--- Prompt ---
Could you set down the full listing, unchanged?

--- Records supplied ---
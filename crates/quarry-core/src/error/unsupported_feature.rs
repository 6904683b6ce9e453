use super::Error;

/// Error when a requested feature is not available.
///
/// This occurs when:
/// - Local condition evaluation meets a sub-query or raw SQL it cannot emulate
/// - A dialect has no rendering for a requested statement
///
/// This signals a capability gap rather than bad data.
#[derive(Debug)]
pub(super) struct UnsupportedFeature {
    message: Box<str>,
}

impl std::error::Error for UnsupportedFeature {}

impl core::fmt::Display for UnsupportedFeature {
    fn fmt(&self, f: &mut core::fmt::Formatter) -> core::fmt::Result {
        write!(f, "unsupported feature: {}", self.message)
    }
}

impl Error {
    /// Creates an unsupported feature error.
    pub fn unsupported_feature(message: impl Into<String>) -> Error {
        Error::from(super::ErrorKind::UnsupportedFeature(UnsupportedFeature {
            message: message.into().into(),
        }))
    }

    /// Returns `true` if this error is an unsupported feature error.
    pub fn is_unsupported_feature(&self) -> bool {
        self.any_kind(|kind| matches!(kind, super::ErrorKind::UnsupportedFeature(_)))
    }
}
use super::ColumnSchema;
use crate::{Error, Result};

use indexmap::IndexMap;

/// Metadata of a database table.
#[derive(Debug, Clone, PartialEq)]
pub struct TableSchema {
    /// Schema (database) the table lives in, when not the default one.
    pub schema_name: Option<String>,

    /// Unqualified table name.
    pub name: String,

    /// `schema.name`, or just `name` for the default schema.
    pub full_name: String,

    /// Columns in table order.
    pub columns: IndexMap<String, ColumnSchema>,

    /// Primary key column names. Every name is a key of `columns`.
    pub primary_key: Vec<String>,

    /// Sequence backing the auto-increment primary key, if any.
    pub sequence_name: Option<String>,

    pub foreign_keys: Vec<ForeignKey>,
}

/// A foreign key constraint, as introspected.
#[derive(Debug, Clone, PartialEq)]
pub struct ForeignKey {
    /// Constraint name, when known.
    pub name: Option<String>,

    /// Referenced table.
    pub table: String,

    /// Local column to referenced column.
    pub columns: IndexMap<String, String>,
}

impl TableSchema {
    pub fn new(name: impl Into<String>) -> TableSchema {
        let name = name.into();
        TableSchema {
            schema_name: None,
            full_name: name.clone(),
            name,
            columns: IndexMap::new(),
            primary_key: vec![],
            sequence_name: None,
            foreign_keys: vec![],
        }
    }

    pub fn with_schema_name(mut self, schema_name: impl Into<String>) -> TableSchema {
        let schema_name = schema_name.into();
        self.full_name = format!("{schema_name}.{}", self.name);
        self.schema_name = Some(schema_name);
        self
    }

    pub fn column(&self, name: &str) -> Option<&ColumnSchema> {
        self.columns.get(name)
    }

    pub fn column_names(&self) -> impl Iterator<Item = &str> {
        self.columns.keys().map(String::as_str)
    }

    /// Add a column, registering it as part of the primary key when flagged.
    pub fn push_column(&mut self, column: ColumnSchema) {
        if column.is_primary_key && !self.primary_key.contains(&column.name) {
            self.primary_key.push(column.name.clone());
        }
        self.columns.insert(column.name.clone(), column);
    }

    /// Replace the primary key, updating the column flags to match.
    pub fn set_primary_key<K: Into<String>>(
        &mut self,
        keys: impl IntoIterator<Item = K>,
    ) -> Result<()> {
        let keys: Vec<String> = keys.into_iter().map(Into::into).collect();

        if let Some(missing) = keys.iter().find(|key| !self.columns.contains_key(*key)) {
            return Err(Error::invalid_configuration(format!(
                "primary key column `{missing}` does not exist in table `{}`",
                self.full_name
            )));
        }

        for column in self.columns.values_mut() {
            column.is_primary_key = keys.contains(&column.name);
        }
        self.primary_key = keys;
        Ok(())
    }
}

--- Response for this exercise ---
filename crates/quarry-core/src/error/unsupported_feature.rs
repository 6904683b6ce9e453
use super::Error;

/// Error when a requested feature is not available.
///
/// This occurs when:
/// - Local condition evaluation meets a sub-query or raw SQL it cannot emulate
/// - A dialect has no rendering for a requested statement
///
/// This signals a capability gap rather than bad data.
#[derive(Debug)]
pub(super) struct UnsupportedFeature {
    message: Box<str>,
}

impl std::error::Error for UnsupportedFeature {}

impl core::fmt::Display for UnsupportedFeature {
    fn fmt(&self, f: &mut core::fmt::Formatter) -> core::fmt::Result {
        write!(f, "unsupported feature: {}", self.message)
    }
}

impl Error {
    /// Creates an unsupported feature error.
    pub fn unsupported_feature(message: impl Into<String>) -> Error {
        Error::from(super::ErrorKind::UnsupportedFeature(UnsupportedFeature {
            message: message.into().into(),
        }))
    }

    /// Returns `true` if this error is an unsupported feature error.
    pub fn is_unsupported_feature(&self) -> bool {
        self.any_kind(|kind| matches!(kind, super::ErrorKind::UnsupportedFeature(_)))
    }
}
use super::ColumnSchema;
use crate::{Error, Result};

use indexmap::IndexMap;

/// Metadata of a database table.
#[derive(Debug, Clone, PartialEq)]
pub struct TableSchema {
    /// Schema (database) the table lives in, when not the default one.
    pub schema_name: Option<String>,

    /// Unqualified table name.
    pub name: String,

    /// `schema.name`, or just `name` for the default schema.
    pub full_name: String,

    /// Columns in table order.
    pub columns: IndexMap<String, ColumnSchema>,

    /// Primary key column names. Every name is a key of `columns`.
    pub primary_key: Vec<String>,

    /// Sequence backing the auto-increment primary key, if any.
    pub sequence_name: Option<String>,

    pub foreign_keys: Vec<ForeignKey>,
}

/// A foreign key constraint, as introspected.
#[derive(Debug, Clone, PartialEq)]
pub struct ForeignKey {
    /// Constraint name, when known.
    pub name: Option<String>,

    /// Referenced table.
    pub table: String,

    /// Local column to referenced column.
    pub columns: IndexMap<String, String>,
}

impl TableSchema {
    pub fn new(name: impl Into<String>) -> TableSchema {
        let name = name.into();
        TableSchema {
            schema_name: None,
            full_name: name.clone(),
            name,
            columns: IndexMap::new(),
            primary_key: vec![],
            sequence_name: None,
            foreign_keys: vec![],
        }
    }

    pub fn with_schema_name(mut self, schema_name: impl Into<String>) -> TableSchema {
        let schema_name = schema_name.into();
        self.full_name = format!("{schema_name}.{}", self.name);
        self.schema_name = Some(schema_name);
        self
    }

    pub fn column(&self, name: &str) -> Option<&ColumnSchema> {
        self.columns.get(name)
    }

    pub fn column_names(&self) -> impl Iterator<Item = &str> {
        self.columns.keys().map(String::as_str)
    }

    /// Add a column, registering it as part of the primary key when flagged.
    pub fn push_column(&mut self, column: ColumnSchema) {
        if column.is_primary_key && !self.primary_key.contains(&column.name) {
            self.primary_key.push(column.name.clone());
        }
        self.columns.insert(column.name.clone(), column);
    }

    /// Replace the primary key, updating the column flags to match.
    pub fn set_primary_key<K: Into<String>>(
        &mut self,
        keys: impl IntoIterator<Item = K>,
    ) -> Result<()> {
        let keys: Vec<String> = keys.into_iter().map(Into::into).collect();

        if let Some(missing) = keys.iter().find(|key| !self.columns.contains_key(*key)) {
            return Err(Error::invalid_configuration(format!(
                "primary key column `{missing}` does not exist in table `{}`",
                self.full_name
            )));
        }

        for column in self.columns.values_mut() {
            column.is_primary_key = keys.contains(&column.name);
        }
        self.primary_key = keys;
        Ok(())
    }
}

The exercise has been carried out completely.